Brief – Repeat the records word for word.

Input –
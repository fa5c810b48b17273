//! `terceros clean`: validate, normalize and deduplicate CSV exports.

use std::path::{Path, PathBuf};

use serde::Serialize;
use terceros_core::model::{KeyScheme, ValidationReport};
use terceros_core::Pipeline;
use terceros_io::csv::collect_inputs;
use terceros_io::export::{export_output, timestamp, OutputPaths};

use crate::exit_codes::EXIT_IO;
use crate::util::{build_pipeline, load_config, output_dir, run_file};
use crate::CliError;

/// Outcome of one input file, as printed by `--json` / `--report`.
#[derive(Debug, Serialize)]
struct FileSummary {
    input: PathBuf,
    status: &'static str,
    #[serde(skip_serializing_if = "Option::is_none")]
    report: Option<ValidationReport>,
    #[serde(skip_serializing_if = "Option::is_none")]
    outputs: Option<OutputPaths>,
    #[serde(skip_serializing_if = "Option::is_none")]
    error: Option<String>,
}

pub fn cmd_clean(
    inputs: Vec<PathBuf>,
    config_path: Option<PathBuf>,
    key_scheme: Option<KeyScheme>,
    out_dir: Option<PathBuf>,
    json_output: bool,
    report_file: Option<PathBuf>,
) -> Result<(), CliError> {
    let config = load_config(config_path.as_deref())?;
    let pipeline = build_pipeline(&config, key_scheme);

    let files = collect_inputs(&inputs)?;
    if files.is_empty() {
        return Err(CliError::usage("no CSV files found in the given inputs"));
    }

    let ts = timestamp(chrono::Local::now());
    let mut summaries = Vec::with_capacity(files.len());
    let mut first_failure: Option<CliError> = None;

    for file in &files {
        match clean_file(file, &pipeline, out_dir.as_deref(), &ts) {
            Ok((report, outputs)) => {
                eprintln!("{}: {}", file.display(), report.summary_line());
                summaries.push(FileSummary {
                    input: file.clone(),
                    status: "ok",
                    report: Some(report),
                    outputs: Some(outputs),
                    error: None,
                });
            }
            Err(err) => {
                eprintln!("{}: failed: {}", file.display(), err.message);
                summaries.push(FileSummary {
                    input: file.clone(),
                    status: "error",
                    report: None,
                    outputs: None,
                    error: Some(err.message.clone()),
                });
                first_failure.get_or_insert(err);
            }
        }
    }

    if json_output || report_file.is_some() {
        let json_str = serde_json::to_string_pretty(&summaries)
            .map_err(|e| CliError::new(EXIT_IO, format!("JSON serialization error: {e}")))?;

        if let Some(ref path) = report_file {
            std::fs::write(path, &json_str)
                .map_err(|e| CliError::new(EXIT_IO, format!("cannot write report: {e}")))?;
            eprintln!("wrote {}", path.display());
        }

        if json_output {
            println!("{json_str}");
        }
    }

    let failed = summaries.iter().filter(|s| s.error.is_some()).count();
    match first_failure {
        Some(err) => Err(CliError {
            code: err.code,
            message: format!("{failed} of {} file(s) failed", summaries.len()),
            hint: err.hint,
        }),
        None => Ok(()),
    }
}

fn clean_file(
    file: &Path,
    pipeline: &Pipeline,
    out_dir: Option<&Path>,
    ts: &str,
) -> Result<(ValidationReport, OutputPaths), CliError> {
    let (set, output) = run_file(file, pipeline)?;
    let dir = output_dir(out_dir, file);
    let outputs = export_output(&dir, file, &set.columns, &output, ts)?;
    Ok((output.report, outputs))
}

Solved exercise –
repository fa5c810b48b17273
//! `terceros clean`: validate, normalize and deduplicate CSV exports.

use std::path::{Path, PathBuf};

use serde::Serialize;
use terceros_core::model::{KeyScheme, ValidationReport};
use terceros_core::Pipeline;
use terceros_io::csv::collect_inputs;
use terceros_io::export::{export_output, timestamp, OutputPaths};

use crate::exit_codes::EXIT_IO;
use crate::util::{build_pipeline, load_config, output_dir, run_file};
use crate::CliError;

/// Outcome of one input file, as printed by `--json` / `--report`.
#[derive(Debug, Serialize)]
struct FileSummary {
    input: PathBuf,
    status: &'static str,
    #[serde(skip_serializing_if = "Option::is_none")]
    report: Option<ValidationReport>,
    #[serde(skip_serializing_if = "Option::is_none")]
    outputs: Option<OutputPaths>,
    #[serde(skip_serializing_if = "Option::is_none")]
    error: Option<String>,
}

pub fn cmd_clean(
    inputs: Vec<PathBuf>,
    config_path: Option<PathBuf>,
    key_scheme: Option<KeyScheme>,
    out_dir: Option<PathBuf>,
    json_output: bool,
    report_file: Option<PathBuf>,
) -> Result<(), CliError> {
    let config = load_config(config_path.as_deref())?;
    let pipeline = build_pipeline(&config, key_scheme);

    let files = collect_inputs(&inputs)?;
    if files.is_empty() {
        return Err(CliError::usage("no CSV files found in the given inputs"));
    }

    let ts = timestamp(chrono::Local::now());
    let mut summaries = Vec::with_capacity(files.len());
    let mut first_failure: Option<CliError> = None;

    for file in &files {
        match clean_file(file, &pipeline, out_dir.as_deref(), &ts) {
            Ok((report, outputs)) => {
                eprintln!("{}: {}", file.display(), report.summary_line());
                summaries.push(FileSummary {
                    input: file.clone(),
                    status: "ok",
                    report: Some(report),
                    outputs: Some(outputs),
                    error: None,
                });
            }
            Err(err) => {
                eprintln!("{}: failed: {}", file.display(), err.message);
                summaries.push(FileSummary {
                    input: file.clone(),
                    status: "error",
                    report: None,
                    outputs: None,
                    error: Some(err.message.clone()),
                });
                first_failure.get_or_insert(err);
            }
        }
    }

    if json_output || report_file.is_some() {
        let json_str = serde_json::to_string_pretty(&summaries)
            .map_err(|e| CliError::new(EXIT_IO, format!("JSON serialization error: {e}")))?;

        if let Some(ref path) = report_file {
            std::fs::write(path, &json_str)
                .map_err(|e| CliError::new(EXIT_IO, format!("cannot write report: {e}")))?;
            eprintln!("wrote {}", path.display());
        }

        if json_output {
            println!("{json_str}");
        }
    }

    let failed = summaries.iter().filter(|s| s.error.is_some()).count();
    match first_failure {
        Some(err) => Err(CliError {
            code: err.code,
            message: format!("{failed} of {} file(s) failed", summaries.len()),
            hint: err.hint,
        }),
        None => Ok(()),
    }
}

fn clean_file(
    file: &Path,
    pipeline: &Pipeline,
    out_dir: Option<&Path>,
    ts: &str,
) -> Result<(ValidationReport, OutputPaths), CliError> {
    let (set, output) = run_file(file, pipeline)?;
    let dir = output_dir(out_dir, file);
    let outputs = export_output(&dir, file, &set.columns, &output, ts)?;
    Ok((output.report, outputs))
}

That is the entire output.